Drug may stave off brain tumor deaths
Oct 19th, 2007 by Kathy
Typical survival now just 3 months
Jean P. Fisher, Staff Writer
The cancer drug Avastin — an established but expensive treatment for lung, breast and colon cancers — may also be a powerful weapon against the most deadly type of brain tumor. Patients with recurrent glioblastoma multiforme often live just three months after their tumor is detected.
With standard chemotherapy drugs, tumors come back within six months in about 75 percent of patients. Fewer than half live past six months. But physicians at Duke University Medical Center found that Avastin and a common chemotherapy drug roughly doubled expected survival to at least six months in 80 percent of patients. Half the patients saw a halt to new tumor growth.
The findings are published in the Oct. 20 issue of the Journal of Clinical Oncology.
“There is no standard treatment that improves survival, so this is extremely promising,” said Dr. James Vredenburgh, a Duke neuro-oncologist and principal investigator on the Avastin study. The trial tested the two-drug combination in 35 patients with recurrent glioblastoma.
The Duke team was among the first to study Avastin, which is made by the biotechnology company Genentech, as a possible therapy for glioblastoma. They are the first research group to demonstrate the drug can significantly increase survival among patients with the deadly brain tumor.

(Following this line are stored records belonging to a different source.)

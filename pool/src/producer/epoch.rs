use tidepool_core::blockchain::block::Hash;
use tokio_util::sync::CancellationToken;

/// The tip currently being mined and the token that stops its reissue loop.
///
/// Only one epoch is live at a time: installing a new one cancels the
/// previous epoch first.
#[derive(Debug)]
pub struct MiningEpoch {
    tip: Hash,
    token: CancellationToken,
}

impl MiningEpoch {
    pub fn new(tip: Hash) -> Self {
        Self {
            tip,
            token: CancellationToken::new(),
        }
    }

    pub fn tip(&self) -> Hash {
        self.tip
    }

    pub fn token(&self) -> CancellationToken {
        self.token.clone()
    }

    pub fn cancel(&self) {
        self.token.cancel();
    }

    pub fn is_cancelled(&self) -> bool {
        self.token.is_cancelled()
    }
}

/// Holder of the live epoch.
#[derive(Debug, Default)]
pub struct EpochSlot {
    current: Option<MiningEpoch>,
}

impl EpochSlot {
    /// Cancel whatever is live and install `epoch`.
    pub fn replace(&mut self, epoch: MiningEpoch) {
        if let Some(old) = self.current.take() {
            old.cancel();
        }
        self.current = Some(epoch);
    }

    pub fn current(&self) -> Option<&MiningEpoch> {
        self.current.as_ref()
    }
}
//! Share-weighted split of a block reward.
//!
//! Amounts are exact decimals. Contributors are walked from last to first;
//! every index but 0 takes its proportional cut and index 0 takes whatever is
//! left, so the gross allocations always add up to the salary pool.

use rust_decimal::prelude::*;
use rust_decimal_macros::dec;

use crate::error::DistributionError;
use crate::store::MinedBlock;

/// Base units per coin, as a decimal.
pub const COIN: Decimal = dec!(1000000000);

/// Decimal places carried by a transfer amount.
pub const AMOUNT_SCALE: u32 = 9;

#[derive(Debug, Clone, PartialEq)]
pub struct Allocation {
    pub index: usize,
    pub address: String,
    /// Share of the salary pool, in coins.
    pub gross: Decimal,
    /// After the per-transfer fee, rounded to [`AMOUNT_SCALE`] places.
    pub net: Decimal,
}

impl Allocation {
    /// Net amount in base units; `None` when nothing is left after the fee.
    pub fn net_units(&self) -> Option<u64> {
        if self.net <= Decimal::ZERO {
            return None;
        }
        (self.net * COIN).trunc().to_u64()
    }
}

#[derive(Debug, Clone, PartialEq)]
pub struct PayoutPlan {
    pub total: Decimal,
    pub salaries: Decimal,
    /// In payment order: last contributor first, index 0 last.
    pub allocations: Vec<Allocation>,
}

pub fn to_decimal(value: f64) -> Decimal {
    Decimal::from_f64(value).unwrap_or(Decimal::ZERO)
}

/// Coins to base units, truncating below one unit.
pub fn coins_to_units(value: Decimal) -> u64 {
    (value * COIN).trunc().to_u64().unwrap_or(0)
}

/// Split `reward` base units of `block` among its contributors.
pub fn plan(
    block: &MinedBlock,
    reward: u64,
    pool_fee: Decimal,
    miner_fee: Decimal,
) -> Result<PayoutPlan, DistributionError> {
    if let Some(reason) = block.integrity_problem() {
        return Err(DistributionError::Integrity {
            hash: block.hash.clone(),
            reason,
        });
    }

    let total = Decimal::from(reward) / COIN;
    let salaries = total * (Decimal::ONE - pool_fee);
    let total_shares = Decimal::from(block.total_shares);

    let mut allocations = Vec::with_capacity(block.addresses.len());
    let mut paid = Decimal::ZERO;
    for i in (0..block.addresses.len()).rev() {
        let gross = if i == 0 {
            salaries - paid
        } else if total_shares.is_zero() {
            Decimal::ZERO
        } else {
            let cut = salaries * (Decimal::from(block.shares[i]) / total_shares);
            paid += cut;
            cut
        };
        allocations.push(Allocation {
            index: i,
            address: block.addresses[i].clone(),
            gross,
            net: (gross - miner_fee).round_dp(AMOUNT_SCALE),
        });
    }

    Ok(PayoutPlan {
        total,
        salaries,
        allocations,
    })
}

Avastin has emerged in recent years as one of the most powerful new tools oncologists use to fight cancers. The drug works by interfering with the tangled web of vessels that forms around a tumor, cutting off its supply of nutrients and oxygen. Duke paired Avastin with a second chemotherapy drug called irinotecan, which attacks the cancer cells themselves.

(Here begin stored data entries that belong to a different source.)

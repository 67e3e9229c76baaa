use serde::Deserialize;
use std::time::Duration;
use tidepool_core::blockchain::consensus::POOL_SOLUTION_SPACE;

/// Runtime settings shared by every pool component.
///
/// Built once by [`Config::load`]: defaults, then `pool_config.json` (or the
/// file named by `TIDEPOOL_CONFIG`), then `TIDEPOOL_*` environment overrides.
#[derive(Deserialize, Clone, Debug)]
#[serde(default)]
pub struct Config {
    pub stratum_listen: String,
    pub api_listen: String,
    pub connection_limit: usize,
    pub redis_url: String,
    /// Key/channel namespace inside Redis.
    pub redis_prefix: String,
    pub node_rpc_url: String,
    /// Address credited as coinbase miner in every candidate.
    pub pool_address: String,
    /// Hex-encoded 32-byte Ed25519 secret of the payout wallet.
    pub banker_secret_key: String,
    pub confirmation_depth: u64,
    pub pool_solution_space: f64,
    pub test_block_difficulty: f64,
    pub test_work_interval_secs: u64,
    pub job_window: usize,
    pub reissue_interval_secs: u64,
    pub stale_tip_secs: u64,
    pub hashrate_sma_window: u32,
    pub banker_interval_secs: u64,
    pub pool_fee: f64,
    pub miner_fee: f64,
    pub uncle_info_url: String,
    pub uncle_fallback_depth: u64,
    pub tip_poll_millis: u64,
    /// Skip the stale-tip guard while the chain is being bootstrapped.
    pub bootstrap: bool,
}

impl Default for Config {
    fn default() -> Self {
        Self {
            stratum_listen: "0.0.0.0:9081".to_string(),
            api_listen: "0.0.0.0:8080".to_string(),
            connection_limit: 70,
            redis_url: "redis://127.0.0.1/".to_string(),
            redis_prefix: "tidepool".to_string(),
            node_rpc_url: "http://127.0.0.1:8148/jsonrpc".to_string(),
            pool_address: String::new(),
            banker_secret_key: String::new(),
            confirmation_depth: 200,
            pool_solution_space: POOL_SOLUTION_SPACE,
            test_block_difficulty: 1e-5,
            test_work_interval_secs: 10,
            job_window: 10,
            reissue_interval_secs: 10,
            stale_tip_secs: 24 * 60 * 60,
            hashrate_sma_window: 20,
            banker_interval_secs: 120,
            pool_fee: 0.005,
            miner_fee: 1e-9,
            uncle_info_url: "http://127.0.0.1:2442/api/v1/uncleinfo/".to_string(),
            uncle_fallback_depth: 2,
            tip_poll_millis: 1_000,
            bootstrap: false,
        }
    }
}

fn env_override<T: std::str::FromStr>(key: &str, slot: &mut T) {
    if let Ok(raw) = std::env::var(key) {
        match raw.parse() {
            Ok(v) => *slot = v,
            Err(_) => tracing::warn!("ignoring unparsable {}={}", key, raw),
        }
    }
}

impl Config {
    pub fn load() -> Self {
        let path =
            std::env::var("TIDEPOOL_CONFIG").unwrap_or_else(|_| "pool_config.json".to_string());
        let mut cfg = match std::fs::read_to_string(&path) {
            Ok(txt) => match Self::from_json(&txt) {
                Ok(c) => {
                    tracing::info!("Loaded pool config from {}", path);
                    c
                }
                Err(e) => {
                    tracing::warn!("Failed to parse {}: {} (using defaults)", path, e);
                    Self::default()
                }
            },
            Err(_) => Self::default(),
        };

        cfg.apply_env();
        cfg.normalize();
        cfg
    }

    pub fn from_json(txt: &str) -> serde_json::Result<Self> {
        serde_json::from_str(txt)
    }

    fn apply_env(&mut self) {
        env_override("TIDEPOOL_STRATUM_LISTEN", &mut self.stratum_listen);
        env_override("TIDEPOOL_API_LISTEN", &mut self.api_listen);
        env_override("TIDEPOOL_CONNECTION_LIMIT", &mut self.connection_limit);
        env_override("TIDEPOOL_REDIS_URL", &mut self.redis_url);
        env_override("TIDEPOOL_REDIS_PREFIX", &mut self.redis_prefix);
        env_override("TIDEPOOL_NODE_RPC", &mut self.node_rpc_url);
        env_override("TIDEPOOL_POOL_ADDRESS", &mut self.pool_address);
        env_override("TIDEPOOL_BANKER_SECRET", &mut self.banker_secret_key);
        env_override("TIDEPOOL_CONFIRMATIONS", &mut self.confirmation_depth);
        env_override("TIDEPOOL_SOLUTION_SPACE", &mut self.pool_solution_space);
        env_override("TIDEPOOL_TEST_DIFFICULTY", &mut self.test_block_difficulty);
        env_override("TIDEPOOL_JOB_WINDOW", &mut self.job_window);
        env_override("TIDEPOOL_REISSUE_SECS", &mut self.reissue_interval_secs);
        env_override("TIDEPOOL_BANKER_INTERVAL", &mut self.banker_interval_secs);
        env_override("TIDEPOOL_POOL_FEE", &mut self.pool_fee);
        env_override("TIDEPOOL_MINER_FEE", &mut self.miner_fee);
        env_override("TIDEPOOL_UNCLE_INFO_URL", &mut self.uncle_info_url);
        env_override("TIDEPOOL_BOOTSTRAP", &mut self.bootstrap);
    }

    /// Zero, negative and out-of-range values fall back to defaults.
    pub fn normalize(&mut self) {
        let d = Self::default();
        if self.connection_limit == 0 {
            self.connection_limit = d.connection_limit;
        }
        if self.job_window == 0 {
            self.job_window = d.job_window;
        }
        if !(self.pool_solution_space >= 1.0) {
            self.pool_solution_space = d.pool_solution_space;
        }
        if !(self.test_block_difficulty > 0.0 && self.test_block_difficulty <= 1.0) {
            self.test_block_difficulty = d.test_block_difficulty;
        }
        if self.test_work_interval_secs == 0 {
            self.test_work_interval_secs = d.test_work_interval_secs;
        }
        if self.reissue_interval_secs == 0 {
            self.reissue_interval_secs = d.reissue_interval_secs;
        }
        if self.stale_tip_secs == 0 {
            self.stale_tip_secs = d.stale_tip_secs;
        }
        if self.hashrate_sma_window == 0 {
            self.hashrate_sma_window = d.hashrate_sma_window;
        }
        if self.banker_interval_secs == 0 {
            self.banker_interval_secs = d.banker_interval_secs;
        }
        if !(0.0..1.0).contains(&self.pool_fee) {
            self.pool_fee = d.pool_fee;
        }
        if !(self.miner_fee >= 0.0) {
            self.miner_fee = d.miner_fee;
        }
        if self.tip_poll_millis == 0 {
            self.tip_poll_millis = d.tip_poll_millis;
        }
        if self.confirmation_depth == 0 {
            self.confirmation_depth = d.confirmation_depth;
        }
    }

    pub fn reissue_interval(&self) -> Duration {
        Duration::from_secs(self.reissue_interval_secs)
    }

    pub fn banker_interval(&self) -> Duration {
        Duration::from_secs(self.banker_interval_secs)
    }

    pub fn stale_tip(&self) -> Duration {
        Duration::from_secs(self.stale_tip_secs)
    }

    pub fn test_work_interval(&self) -> Duration {
        Duration::from_secs(self.test_work_interval_secs)
    }

    pub fn tip_poll(&self) -> Duration {
        Duration::from_millis(self.tip_poll_millis)
    }
}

Dr. Matthew Ewend, chief of neurosurgery at UNC Hospitals in Chapel Hill, said the increased survival Duke scientists observed is exciting. But he said more research, especially a large study comparing patients treated with Avastin to those who receive standard treatment alone, is needed to show that Avastin is truly the best treatment for glioblastoma, which strikes about 10,000 new patients a year.

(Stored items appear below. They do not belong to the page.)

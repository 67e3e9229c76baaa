pub mod banker;
pub mod distribution;
pub mod wallet;

pub use banker::{Banker, BlockOutcome, SweepSummary};
pub use distribution::{Allocation, PayoutPlan};
pub use wallet::{Ed25519Signer, TxSigner};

“We don’t have anything very good to offer these patients right now, and there is a lot of enthusiasm for Avastin” to fill the gap, Ewend said. But, he said, other therapies haven’t held up when put to the test in larger trials.
Ewend said Avastin’s astronomical price puts an even greater burden on the medicine to show that it is the best treatment for glioblastoma. It costs about $100,000 a year to treat a patient with lung or breast cancer with the drug. But it would be even more expensive for glioblastoma, which takes higher doses. Each treatment given to patients in the Duke study cost between $15,000 and $25,000, so a year’s course of 27 biweekly infusions can cost up to $675,000.
Currently, health insurers often won’t cover Avastin for glioblastoma because the drug is not yet approved for that use. Vredenburgh, the Duke oncologist, agrees that more research is needed before both FDA and health insurers will be persuaded it should be standard therapy for patients with glioblastoma.
“We often want to give it to these patients, and we can’t get it paid for,” Ewend said.
Woodrow “Jerry” Jarrell Jr., who lives 20 miles north of Asheville in the town of Mars Hill, doubts he would be alive today without Avastin. He was diagnosed with glioblastoma in November 2004 and had immediate surgery to remove a tumor the size of a pingpong ball, followed by chemotherapy and radiation.
Jarrell’s doctors in Asheville transferred him to Duke in February 2005, and within a month tests showed the cancer was back. After another surgery and an unsuccessful stint on a clinical trial at Duke, Jarrell enrolled in the Avastin study.
The first three treatments cut the size of the tumor in half. Six months into the yearlong regimen, doctors at Duke told him it appeared to be gone. He is now nearly three years out from his initial diagnosis.
“I am a blessed, blessed human being,” said Jarrell, 66.